Published June 3, 2014 This content is archived.

“This scalable, community-driven infrastructure exposes students and faculty at the SUNY comprehensive colleges to data-intensive computing and analysis techniques. ”

Large datasets culled from social media can easily grow to a size beyond the analytical capability of common software tools. Undergraduate institutions often lack the computing infrastructure and support personnel needed to allow students and researchers to create, manipulate, and analyze such extremely large datasets. In order to provide the tools necessary to expose students to data intensive computing and analysis techniques, CCR has teamed with SUNY Oneonta to establish a collaborative virtual community focusing on data intensive computing education in the social sciences.

Virtual Infrastructure for Data Intensive Analysis (VIDIA) unites SUNY Oneonta and CCR to support the analysis of large datasets by social science students at Primarily Undergraduate Institutions (PUIs).  Using the VIDIA platform, SUNY Oneonta has integrated the analysis of large datasets into coursework in Sociology, Political Science and Philosophy.

The use of these data centers upon a social-scientific examination of how moral claims and discourses are created, sustained, altered and challenged within the electronic sphere. Students and faculty members capture data using the Twitter Application Programming Interface (API), then analyze it using VIDIA. SUNY Oneonta has developed a strong working relationship with UB, fostering a collaborative environment where their students and faculty can conduct intensive data analysis that is not otherwise possible.

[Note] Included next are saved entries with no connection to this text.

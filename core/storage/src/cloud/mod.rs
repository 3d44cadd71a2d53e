//! Cloud drive backend.
//!
//! File-id based storage reached through a JSON-over-POST API. Access tokens
//! come from a refresh-token exchange and are replayed once on
//! `AccessTokenInvalid`.

mod auth;
mod client;
mod driver;

pub use auth::{CloudAuth, DEFAULT_AUTH_URL};
pub use client::{CloudClient, CloudFile, UploadSession, DEFAULT_API_BASE};
pub use driver::{schema, CloudDrive, CloudDriveConfig};
//! Cloud drive storage driver.

use async_trait::async_trait;
use serde::Deserialize;
use serde_json::Value;
use std::sync::Arc;
use std::time::Duration;
use tokio::sync::watch;
use tokio::task::JoinHandle;
use tokio_util::sync::CancellationToken;
use tracing::{debug, info};

use driveshare_common::{DrivePath, Error, Result, SignedUrl, SigningKey, DOWNLOAD_TTL, WRITE_TTL};

use super::auth::{CloudAuth, DEFAULT_AUTH_URL};
use super::client::{CloudClient, CloudFile, DEFAULT_API_BASE};
use crate::cache::DirectoryCache;
use crate::driver::{
    with_mirrors, DownloadMirror, DownloadUrl, Driver, GateMethod, ObjectBody, ObjectRead,
};
use crate::retry::RetryConfig;
use crate::schema::{DriverSchema, PropType, PropertySchema};
use crate::token::{TokenManager, TokenStatus};
use crate::transfer::{cancellable, chunk_count, upload_chunks, CHUNK_SIZE};
use crate::tree::FileNode;
use crate::walker::{walk_tree, DirectoryLister, ListedEntry};

const DRIVER_NAME: &str = "clouddrive";

fn default_root_id() -> String {
    "root".to_string()
}

fn default_api_base() -> String {
    DEFAULT_API_BASE.to_string()
}

fn default_auth_url() -> String {
    DEFAULT_AUTH_URL.to_string()
}

fn default_cache_ttl() -> u64 {
    30
}

/// Configuration of the cloud drive driver.
#[derive(Debug, Clone, Deserialize)]
pub struct CloudDriveConfig {
    pub refresh_token: String,
    /// Id of the folder served as `/`.
    #[serde(default = "default_root_id")]
    pub root_id: String,
    pub key: String,
    pub host: String,
    /// Skips drive discovery when set.
    #[serde(default)]
    pub drive_id: Option<String>,
    #[serde(default = "default_api_base")]
    pub api_base: String,
    #[serde(default = "default_auth_url")]
    pub auth_url: String,
    #[serde(default = "default_cache_ttl")]
    pub cache_ttl_secs: u64,
}

/// Configuration schema of the cloud drive driver.
pub fn schema() -> DriverSchema {
    DriverSchema {
        kind: DRIVER_NAME,
        display_name: "Cloud drive",
        properties: vec![
            PropertySchema::required("refresh_token", PropType::String, "Refresh token"),
            PropertySchema::optional("root_id", PropType::String, "Root folder id")
                .with_usage("Defaults to the drive root"),
            PropertySchema::required("key", PropType::String, "Signing key"),
            PropertySchema::required("host", PropType::String, "Public base URL")
                .with_usage("Gate URLs are {host}/driver/clouddrive"),
            PropertySchema::optional("drive_id", PropType::String, "Drive id"),
            PropertySchema::optional("cache_ttl_secs", PropType::Int, "Listing cache TTL")
                .with_usage("Seconds, default 30"),
        ],
    }
}

/// Cloud drive storage driver.
///
/// Paths are resolved to file ids by walking the cached listings of every
/// ancestor. Uploads are proxied by the transfer gate and sent to the
/// service in sequential parts.
pub struct CloudDrive {
    client: CloudClient,
    tokens: Arc<TokenManager>,
    cache: DirectoryCache<CloudFile>,
    root_id: String,
    key: SigningKey,
    gate_url: String,
    retry: RetryConfig,
}

impl CloudDrive {
    /// Create a new cloud drive driver.
    ///
    /// No network call is made; the first access token is obtained lazily.
    ///
    /// # Errors
    /// - Empty refresh token or signing key
    pub fn new(config: CloudDriveConfig) -> Result<Self> {
        if config.refresh_token.is_empty() {
            return Err(Error::InvalidInput("refresh_token must not be empty".to_string()));
        }
        let key = SigningKey::new(config.key)?;
        let http = reqwest::Client::new();
        let source = Arc::new(CloudAuth::new(http.clone(), config.auth_url));
        let tokens = Arc::new(TokenManager::new(source, config.refresh_token));
        let client = CloudClient::new(http, config.api_base, tokens.clone(), config.drive_id);

        Ok(Self {
            client,
            tokens,
            cache: DirectoryCache::new(Duration::from_secs(config.cache_ttl_secs)),
            root_id: config.root_id,
            key,
            gate_url: format!("{}/driver/{}", config.host.trim_end_matches('/'), DRIVER_NAME),
            retry: RetryConfig::default(),
        })
    }

    /// Create from an untyped configuration map.
    pub fn from_value(config: Value) -> Result<Self> {
        let config: CloudDriveConfig = serde_json::from_value(config)
            .map_err(|e| Error::InvalidInput(format!("Invalid cloud drive config: {}", e)))?;
        Self::new(config)
    }

    /// Override the per-part retry policy.
    pub fn with_retry(mut self, retry: RetryConfig) -> Self {
        self.retry = retry;
        self
    }

    /// Token lifecycle status, for display.
    pub async fn status(&self) -> TokenStatus {
        self.tokens.status().await
    }

    fn root(&self) -> CloudFile {
        CloudFile::folder(self.root_id.clone(), "")
    }

    /// Children of the folder `folder_id` located at `dir`.
    async fn children_of(&self, dir: &DrivePath, folder_id: &str) -> Result<Arc<Vec<CloudFile>>> {
        self.cache
            .get_or_populate(dir, || self.client.list_folder(folder_id))
            .await
    }

    /// Resolve `path` to its file metadata.
    ///
    /// # Errors
    /// - `NotFound` if any component is missing
    /// - `NotADirectory` if an ancestor is a file
    pub async fn resolve(&self, path: &DrivePath) -> Result<CloudFile> {
        let mut current = self.root();
        let mut dir = DrivePath::root();

        for name in path.components() {
            if !current.is_folder() {
                return Err(Error::NotADirectory(dir.to_string_path()));
            }
            let children = self.children_of(&dir, &current.file_id).await?;
            current = children
                .iter()
                .find(|f| &f.name == name)
                .cloned()
                .ok_or_else(|| Error::NotFound(path.to_string_path()))?;
            dir = dir.join(name)?;
        }
        Ok(current)
    }

    /// List the direct children of the folder at `path`.
    pub async fn files(&self, path: &DrivePath) -> Result<Arc<Vec<CloudFile>>> {
        let folder = self.resolve(path).await?;
        if !folder.is_folder() {
            return Err(Error::NotADirectory(path.to_string_path()));
        }
        self.children_of(path, &folder.file_id).await
    }

    /// Ensure the folder at `path` exists, creating missing ancestors.
    ///
    /// # Errors
    /// - `ConflictNotADirectory` if a component exists as a file
    pub async fn make_dir(&self, path: &DrivePath) -> Result<CloudFile> {
        let mut current = self.root();
        let mut dir = DrivePath::root();

        for prefix in path.prefixes() {
            let name = prefix.display_name().to_string();
            let children = self.children_of(&dir, &current.file_id).await?;
            let existing = children.iter().find(|f| f.name == name).cloned();

            current = match existing {
                Some(file) if file.is_folder() => file,
                Some(_) => return Err(Error::ConflictNotADirectory(prefix.to_string_path())),
                None => self.create_child_folder(&dir, &current.file_id, &name).await?,
            };
            dir = prefix;
        }
        Ok(current)
    }

    async fn create_child_folder(
        &self,
        dir: &DrivePath,
        parent_id: &str,
        name: &str,
    ) -> Result<CloudFile> {
        let created = self.client.create_folder(parent_id, name).await;
        self.cache.invalidate(dir);

        match created {
            Ok(folder) => {
                debug!("Created folder {} in {}", name, dir);
                Ok(folder)
            }
            Err(Error::AlreadyExists(reason)) => {
                // Someone else created it between our listing and the create.
                debug!("Folder {} appeared concurrently: {}", name, reason);
                let children = self.children_of(dir, parent_id).await?;
                match children.iter().find(|f| f.name == name) {
                    Some(file) if file.is_folder() => Ok(file.clone()),
                    Some(_) => Err(Error::ConflictNotADirectory(dir.join(name)?.to_string_path())),
                    None => Err(Error::AlreadyExists(reason)),
                }
            }
            Err(e) => Err(e),
        }
    }

    /// Upload `body` to `path`, creating parent folders as needed.
    ///
    /// # Errors
    /// - `InvalidInput` if the body has no declared length
    /// - `TransferFailed` if a part exhausts its retries or completion
    ///   returns a different file
    /// - `Cancelled` if `cancel` fires
    pub async fn upload(
        &self,
        path: &DrivePath,
        mut body: ObjectBody,
        cancel: &CancellationToken,
    ) -> Result<String> {
        let size = body.required_length()?;
        let (Some(name), Some(parent)) = (path.name(), path.parent()) else {
            return Err(Error::InvalidInput("Cannot upload to the root".to_string()));
        };
        let folder = cancellable(cancel, self.make_dir(&parent)).await?;

        let parts = chunk_count(size, CHUNK_SIZE);
        let session = cancellable(
            cancel,
            self.client.create_upload(&folder.file_id, name, size, parts),
        )
        .await?;
        let urls = session.part_urls();
        if urls.len() != parts {
            return Err(Error::TransferFailed(format!(
                "Requested {} part URLs, got {}",
                parts,
                urls.len()
            )));
        }

        let client = &self.client;
        let urls = &urls;
        upload_chunks(
            &mut body.reader,
            size,
            CHUNK_SIZE,
            &self.retry,
            cancel,
            move |chunk| async move {
                let url = urls.get(chunk.index).ok_or_else(|| {
                    Error::TransferFailed(format!("No URL for part {}", chunk.index + 1))
                })?;
                client.put_part(url, chunk.data).await
            },
        )
        .await?;

        let file_id = cancellable(
            cancel,
            self.client.complete(&session.file_id, &session.upload_id),
        )
        .await?;
        if file_id != session.file_id {
            return Err(Error::TransferFailed(format!(
                "Completed file {} does not match registered file {}",
                file_id, session.file_id
            )));
        }

        self.cache.invalidate_parent(path);
        info!("Uploaded {} ({} bytes in {} parts)", path, size, parts);
        Ok(file_id)
    }

    /// Move the file or folder at `path` to the recycle bin.
    pub async fn delete(&self, path: &DrivePath) -> Result<()> {
        if path.is_root() {
            return Err(Error::PermissionDenied("Cannot delete the root".to_string()));
        }
        let file = self.resolve(path).await?;
        self.client.trash(&file.file_id).await?;

        self.cache.invalidate_parent(path);
        if file.is_folder() {
            self.cache.invalidate(path);
        }
        info!("Trashed {}", path);
        Ok(())
    }

    /// Backend-issued download link of the file at `path`.
    pub async fn link(&self, path: &DrivePath) -> Result<String> {
        let file = self.resolve(path).await?;
        if file.is_folder() {
            return Err(Error::InvalidInput(format!("{} is a folder", path)));
        }
        self.client.download_link(&file.file_id).await
    }
}

#[async_trait]
impl DirectoryLister for CloudDrive {
    async fn list_children(&self, path: &DrivePath) -> Result<Vec<ListedEntry>> {
        let files = self.files(path).await?;
        Ok(files
            .iter()
            .map(|f| {
                if f.is_folder() {
                    ListedEntry::directory(f.name.clone())
                } else {
                    ListedEntry::file(f.name.clone(), f.size)
                }
            })
            .collect())
    }
}

#[async_trait]
impl Driver for CloudDrive {
    fn name(&self) -> &str {
        DRIVER_NAME
    }

    async fn check(&self) -> Result<()> {
        let drive_id = self.client.drive_id().await?;
        let root = self.client.list_folder(&self.root_id).await?;
        debug!(
            "Cloud drive check passed: drive {}, {} root entries",
            drive_id,
            root.len()
        );
        Ok(())
    }

    async fn pre_upload_url(&self, path: &DrivePath) -> Result<String> {
        SignedUrl::sign(&self.key, &self.gate_url, path, WRITE_TTL)
    }

    async fn pre_delete_url(&self, path: &DrivePath) -> Result<String> {
        SignedUrl::sign(&self.key, &self.gate_url, path, WRITE_TTL)
    }

    async fn download_url(
        &self,
        path: &DrivePath,
        mirrors: &[DownloadMirror],
    ) -> Result<Vec<DownloadUrl>> {
        let direct = DownloadUrl {
            title: "Direct".to_string(),
            url: SignedUrl::sign(&self.key, &self.gate_url, path, DOWNLOAD_TTL)?,
        };
        Ok(with_mirrors(vec![direct], path, mirrors))
    }

    async fn walk_dir(&self, path: &DrivePath) -> Result<FileNode> {
        walk_tree(self, path).await
    }

    fn signing_key(&self) -> &SigningKey {
        &self.key
    }

    fn routes(&self) -> &'static [GateMethod] {
        &[GateMethod::Put, GateMethod::Get, GateMethod::Delete]
    }

    async fn put_object(
        &self,
        path: &DrivePath,
        body: ObjectBody,
        cancel: &CancellationToken,
    ) -> Result<()> {
        self.upload(path, body, cancel).await.map(|_| ())
    }

    async fn delete_object(&self, path: &DrivePath) -> Result<()> {
        self.delete(path).await
    }

    async fn read_object(&self, path: &DrivePath) -> Result<ObjectRead> {
        Ok(ObjectRead::Redirect(self.link(path).await?))
    }

    fn spawn_token_refresh(&self, period: Duration) -> Option<JoinHandle<()>> {
        Some(self.tokens.spawn_periodic_refresh(period))
    }

    fn subscribe_refresh_token(&self) -> Option<watch::Receiver<String>> {
        Some(self.tokens.subscribe_refresh_token())
    }
}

VIDIA is hosted by the CCR and was made possible through a 2013 SUNY Innovative Instruction Technology Grant (IITG) grant. The VIDIA site is powered by the HUBzero Platform for Scientific Collaboration, originally developed at Purdue University. HUBzero was specifically designed to help a scientific community share resources. Users can upload their own content, launch computations, and view results with an ordinary web browser, without having to download, compile, or install any code. The tools they access are not just web forms, but powerful graphical tools that support visualization and comparison of results.